Stored data entries
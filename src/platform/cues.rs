use super::types::{ToneSpec, Waveform};
use std::time::Duration;

/// A tone plus an optional vibration, played after a user action.
#[derive(Debug, Clone, Copy, PartialEq, Eq)]
pub struct Cue {
    pub tone: ToneSpec,
    pub vibration: Option<Duration>,
}

const fn cue(frequency_hz: u32, tone_ms: u64, waveform: Waveform, vibrate_ms: Option<u64>) -> Cue {
    Cue {
        tone: ToneSpec {
            frequency_hz,
            duration: Duration::from_millis(tone_ms),
            waveform,
        },
        vibration: match vibrate_ms {
            Some(ms) => Some(Duration::from_millis(ms)),
            None => None,
        },
    }
}

pub const DAY_COMPLETED: Cue = cue(660, 120, Waveform::Sine, Some(120));
pub const ALREADY_COMPLETED: Cue = cue(880, 50, Waveform::Triangle, None);
pub const WEEKLY_REFRESHED: Cue = cue(740, 60, Waveform::Square, None);
pub const REMINDER_FIRED: Cue = cue(980, 180, Waveform::Sine, Some(180));

/// Pitch rises with the entered percentage.
pub fn daily_updated(percent: u8) -> Cue {
    cue(520 + u32::from(percent), 70, Waveform::Sine, Some(40))
}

WHAT NEEDS TO BE DONE: This exercise calls for every record above to be written out again exactly.

COMPLETED TASK:
filename src/platform/cues.rs
use super::types::{ToneSpec, Waveform};
use std::time::Duration;

/// A tone plus an optional vibration, played after a user action.
#[derive(Debug, Clone, Copy, PartialEq, Eq)]
pub struct Cue {
    pub tone: ToneSpec,
    pub vibration: Option<Duration>,
}

const fn cue(frequency_hz: u32, tone_ms: u64, waveform: Waveform, vibrate_ms: Option<u64>) -> Cue {
    Cue {
        tone: ToneSpec {
            frequency_hz,
            duration: Duration::from_millis(tone_ms),
            waveform,
        },
        vibration: match vibrate_ms {
            Some(ms) => Some(Duration::from_millis(ms)),
            None => None,
        },
    }
}

pub const DAY_COMPLETED: Cue = cue(660, 120, Waveform::Sine, Some(120));
pub const ALREADY_COMPLETED: Cue = cue(880, 50, Waveform::Triangle, None);
pub const WEEKLY_REFRESHED: Cue = cue(740, 60, Waveform::Square, None);
pub const REMINDER_FIRED: Cue = cue(980, 180, Waveform::Sine, Some(180));

/// Pitch rises with the entered percentage.
pub fn daily_updated(percent: u8) -> Cue {
    cue(520 + u32::from(percent), 70, Waveform::Sine, Some(40))
}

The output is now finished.